Kyle Freeland took the mound for the Colorado Rockies at Chase Field to begin the 2024 season. Although expectations and general optimism were minimal, Freeland’s showing effectively ended the season before it even started.
2.1 innings pitched, 10 hits, 10 earned runs. The Arizona Diamondbacks slaughtered the Rox 16-1 for a colossal 0-1 dawn. He started 20 more games that summer, finishing his eighth season with a 5.24 earned run average (ERA), giving up 134 hits and a dire 1.41 walks plus hits per inning (WHIP).
Turning the page to 2025, the Rockies starting pitching rotation entered the season with the most potential in years. It’s highlighted by two established arms returning from injury: Germán Márquez and Antonio Senzatela. A young pitcher who’s entering his third year as a starter in Ryan Feltner. Mixed with Freeland and an early-season call-up of Chase Dollander, who’s the Rockies greatest pitching prospect in team history by Baseball America.
Despite the fact that Colorado is entering 2025 with the deplorable goal of avoiding 100 losses for the third year in a row, this rotation led by Freeland has surprised many early on.
In 2018, at the age of 25, Freeland finished fourth in National League Cy Young voting. It remains his best season to date, as he was the workhorse for the Rockies tied-second deepest postseason run. He was dealing with a 2.85 ERA in over 200 innings, punching out 173 across his career-high 33 games started.
The five years that followed saw his ERA even out to 5. He began to lose control of his fastball and frequently posted below-league-average numbers, often allowing nine-to-ten hits a night. However, in 2025 Kyle Freeland is starting to look reminiscent of the Rockies old ace.
This season, he’s started three games, folding a 3.75 ERA with zero run support. While that number isn’t eye-popping, when you look deeper, you see how much improvements he’s made from a season ago.
Across those starts, Freeland pitched 19 innings with 15 strikeouts and zero walks. His command has improved, hitting the zone 6% more than his career average. He’s striking out nearly 20% of the batters he faced, while increasing his career chase percentage, where he makes a batter swing and miss off a pitch outside the zone by over 10%.
A lot of this is thanks to the sixth pitch he added over the offseason: a sweeper.
“I got a little nugget of information from a buddy of mine, right when camp was starting,” Freeland said to MLB Central. “I could kind of mess with the grip and mess with some spin orientation. We got in the pitching lab, started working on it and it’s been a pretty good dividend right now, getting a lot of swing and misses, a lot of strikeouts so it’s great.”
His new pitch trifle has flashed a 42.5% whiff rate against opponents thus far, also marking it as his punch-out pitch collecting eight victims.
Baseball Savant scores pitchers from 1 to 100 (50 being league average) based on different facets of their game.
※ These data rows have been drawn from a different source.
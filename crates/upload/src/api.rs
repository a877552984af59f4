//! Remote storage API trait.
//!
//! `StorageApi` is implemented by [`HttpStorageApi`](crate::HttpStorageApi)
//! for real endpoints. Keeping the calls behind a trait keeps session logic
//! decoupled from transport and testable with mocks.

use std::future::Future;
use std::pin::Pin;
use std::sync::Arc;

use bytes::Bytes;
use mediadrop_protocol::{ProcessingTask, StatusReport, UploadDestination};
use tokio_util::sync::CancellationToken;

use crate::error::ApiError;

/// Boxed future returned by [`StorageApi`] calls.
pub type ApiFuture<'a, T> = Pin<Box<dyn Future<Output = Result<T, ApiError>> + Send + 'a>>;

/// Receives `(bytes_sent, part_len)` while a part is being sent.
pub type PartProgressFn = Arc<dyn Fn(u64, u64) + Send + Sync>;

/// One part PUT.
#[derive(Debug, Clone)]
pub struct PartUpload {
    /// 1-based part number.
    pub number: u32,
    /// Pre-signed destination URL.
    pub url: String,
    pub body: Bytes,
}

/// The four remote calls a multipart upload makes.
pub trait StorageApi: Send + Sync {
    /// Obtains a pre-signed upload destination.
    fn request_destination(&self) -> ApiFuture<'_, UploadDestination>;

    /// Sends one part.
    ///
    /// Implementations report progress through `on_progress` and must
    /// return [`ApiError::Canceled`] promptly once `cancel` fires.
    fn upload_part(
        &self,
        part: PartUpload,
        on_progress: PartProgressFn,
        cancel: CancellationToken,
    ) -> ApiFuture<'_, ()>;

    /// Closes the multipart upload and starts the processing pipeline.
    fn finalize(&self, key: String) -> ApiFuture<'_, ProcessingTask>;

    /// Checks the processing task. Any successful response is final.
    fn poll_status(&self, task_id: String) -> ApiFuture<'_, StatusReport>;
}
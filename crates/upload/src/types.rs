//! Data types for sessions and batches.

use mediadrop_protocol::StatusReport;
use mediadrop_transfer::{DEFAULT_CHUNK_SIZE, FileStatus};

/// Settings shared by every session of a batch.
#[derive(Debug, Clone, Copy, PartialEq, Eq)]
pub struct OrchestratorConfig {
    /// Part size in bytes.
    pub chunk_size: u64,
}

impl Default for OrchestratorConfig {
    fn default() -> Self {
        Self {
            chunk_size: DEFAULT_CHUNK_SIZE,
        }
    }
}

/// Delivered to a session's success callback.
#[derive(Debug, Clone, PartialEq, Eq)]
pub struct UploadReceipt {
    pub file_id: String,
    pub file_name: String,
    /// Storage object key.
    pub key: String,
    pub task_id: String,
    pub status: StatusReport,
}

impl UploadReceipt {
    /// User-facing success message.
    pub fn message(&self) -> String {
        format!("{} successfully uploaded.", self.file_name)
    }
}

/// Event emitted by the orchestrator while a batch runs.
#[derive(Debug, Clone, PartialEq)]
pub enum UploadEvent {
    /// A session was registered and started for a file.
    Started {
        /// Registry index, used for cancellation.
        index: usize,
        file_id: String,
        name: String,
    },
    /// Aggregate part progress of the running file (even, below 100).
    Progress { file_id: String, percent: u8 },
    Succeeded {
        file_id: String,
        name: String,
        key: String,
    },
    Failed {
        file_id: String,
        name: String,
        error: String,
    },
    Canceled { file_id: String, name: String },
    /// Every file reached a final state.
    BatchFinished { completed: usize, total: usize },
}

/// Final state of one file in a batch.
#[derive(Debug, Clone, PartialEq, Eq)]
pub struct FileOutcome {
    pub file_id: String,
    pub name: String,
    pub status: FileStatus,
    pub progress_percent: u8,
    /// Storage key, on success.
    pub key: Option<String>,
    /// Error message, on failure or cancellation.
    pub error: Option<String>,
}

/// Result of [`UploadOrchestrator::run_batch`](crate::UploadOrchestrator::run_batch).
#[derive(Debug, Clone, PartialEq, Eq)]
pub struct BatchReport {
    /// One entry per file, in batch order.
    pub outcomes: Vec<FileOutcome>,
    pub completed_process_count: usize,
}

impl BatchReport {
    pub fn succeeded(&self) -> usize {
        self.count(FileStatus::Completed)
    }

    pub fn failed(&self) -> usize {
        self.count(FileStatus::Failed)
    }

    pub fn canceled(&self) -> usize {
        self.count(FileStatus::Canceled)
    }

    fn count(&self, status: FileStatus) -> usize {
        self.outcomes.iter().filter(|o| o.status == status).count()
    }
}

/// UI-facing summary of a running batch.
#[derive(Debug, Clone, Copy, PartialEq, Eq)]
pub struct BatchProgress {
    /// Files that reached a final state.
    pub completed: usize,
    pub total: usize,
    /// Floor of the mean per-file progress.
    pub percent: u8,
}

impl BatchProgress {
    /// Header line for a progress panel.
    pub fn summary(&self) -> String {
        format!("{} out of {} uploads complete", self.completed, self.total)
    }
}
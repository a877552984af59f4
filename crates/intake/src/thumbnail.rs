use image::ColorType;
use image::codecs::jpeg::JpegEncoder;
use image::imageops::FilterType;

use crate::ThumbnailError;

/// Produces a downscaled preview from an image file's bytes.
pub trait Thumbnailer: Send + Sync {
    fn thumbnail(&self, bytes: &[u8]) -> Result<Vec<u8>, ThumbnailError>;
}

/// Thumbnailer backed by the `image` crate.
///
/// Both dimensions are divided by `divisor` (never below 1 px) and the
/// result is encoded as JPEG at `quality`.
#[derive(Debug, Clone, Copy)]
pub struct ImageThumbnailer {
    pub divisor: u32,
    /// JPEG quality, 1-100.
    pub quality: u8,
}

impl Default for ImageThumbnailer {
    fn default() -> Self {
        Self {
            divisor: 2,
            quality: 50,
        }
    }
}

impl Thumbnailer for ImageThumbnailer {
    fn thumbnail(&self, bytes: &[u8]) -> Result<Vec<u8>, ThumbnailError> {
        let img = image::load_from_memory(bytes).map_err(ThumbnailError::Decode)?;

        let divisor = self.divisor.max(1);
        let width = (img.width() / divisor).max(1);
        let height = (img.height() / divisor).max(1);

        let rgb = img.resize_exact(width, height, FilterType::Triangle).to_rgb8();

        let mut out = Vec::new();
        JpegEncoder::new_with_quality(&mut out, self.quality.clamp(1, 100))
            .encode(rgb.as_raw(), rgb.width(), rgb.height(), ColorType::Rgb8)
            .map_err(ThumbnailError::Encode)?;
        Ok(out)
    }
}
Freeland has an 87 fastball rank and an 81 breaking ball score that equates to an 81 pitching value overall. A poor rating of 16 for his off-speed pitches like his change up and curveball bring that final tally down.
Batters facing Freeland are simply struggling to make solid contact. He’s generating an above-average non-barrel and ground ball percentages, primarily thanks to his new accuracy. His cutter this year is fooling batters nearly 50% of the time.
Last season Freeland’s spin rate was well below league average, with a subpar knuckle curveball that broke 5.7 inches less than MLB’s left-handed pitchers. But instead of relying on movement or velocity, Freeland is attacking the zone and it’s paid off.
It could come down to tweaks in his fundamentals, such as raising his arm angle to 29° and shortening up his extension, which is difficult around his 6-foot-4 build. Essentially he’s releasing the ball much earlier than he used to, really dialing in and painting corners.
On Wednesday, April 2, Freeland faced true major league ace Zack Wheeler in a matchup against the dangerous Philadelphia Phillies lineup.
“There’s 30 teams, not everyone has a legit, true number one, but [Wheeler’s] one of those guys,” Manager Bud Black said following the face-off. “And Kyle matched him, Kyle pitched great, he really did. Good use of the fastball, secondary pitches were great.”
Pitching in Major League Baseball is a science. Thanks to the new Statcast era, all the games within the game show Freeland’s raw improvement over an offseason. In what will surely be a long 162 games for the Rockies, bright spots like Freeland’s performance show what the team could be capable of under the right circumstances.
If he keeps up his showing three starts in, the Rockies may have their ace back.
Freeland is set to make the next start of his young season in the series finale against the San Diego Padres, on Sunday, April 13. First pitch is 2:10 p.m. MT.